Something very strange happened in China’s auto market during Q1. As the chart shows, sales (red square) rocketed 20% in January/February versus 2012 (green line), before cooling to 15% growth in March. Neither government nor the auto industry expects this pace to continue:
• Government forecasts are for 8% overall growth this year
• Industry forecasts similar growth of 10% in passenger car sales
Q1’s strong start means overall 2013 growth is already at 5%, even if the rest of the year stayed at 2012 levels. So clearly Q1 performance is unlikely to be repeated. Its story is, however, well worth recording as it provides a fascinating insight into the policy transition underway:
• Major cities now auction very limited quantities of car licence plates each month (eg just 11k in Shanghai).
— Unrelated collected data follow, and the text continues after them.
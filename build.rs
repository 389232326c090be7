use vergen::{BuildBuilder, Emitter};
use vergen_git2::Git2Builder;

fn main() -> Result<(), Box<dyn std::error::Error>> {
    let build = BuildBuilder::default().build_date(true).build()?;

    // crates.io tarballs carry no git metadata, so describe/sha fall back to "unknown".
    let git2_result = Git2Builder::default()
        .describe(true, true, None)
        .sha(true)
        .build();

    if let Ok(git2) = git2_result {
        Emitter::default()
            .add_instructions(&build)?
            .add_instructions(&git2)?
            .emit()?;
    } else {
        println!("cargo:rustc-env=VERGEN_GIT_DESCRIBE=unknown");
        println!("cargo:rustc-env=VERGEN_GIT_SHA=unknown");

        Emitter::default().add_instructions(&build)?.emit()?;
    }

    Ok(())
}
Effectively, therefore, a licence plate can now be worth more than the car itself
• So it seems a new market has temporarily developed where poorer people sell old cars to wealthy people – who then scrap them and use the number plate on a new luxury car
• In turn, of course, this means the used car owner also has to buy a new car – and thus March sales of low-cost usually Chinese-made entry vehicles jumped to 688k
• But underlying demand has clearly been weakening, as government restrictions have tightened. Thus inventories rose during February from 1.1 to 2.01 months – causing panicked dealers to make one-off ‘bargain offers‘ in March to bring stocks back to normal levels
The bizarre result was that whilst average Shanghai auction plate prices in March reached Rmb 90k ($14.5k), almost 50% of new car sales were low-priced domestic models.
Today’s trading game amongst the rich of buying new licence plates and luxury cars as ‘investments’ is likely to be one of the first casualties of the new regime. But in the meantime, its clearly been very good news for poorer people with an older vehicle to sell.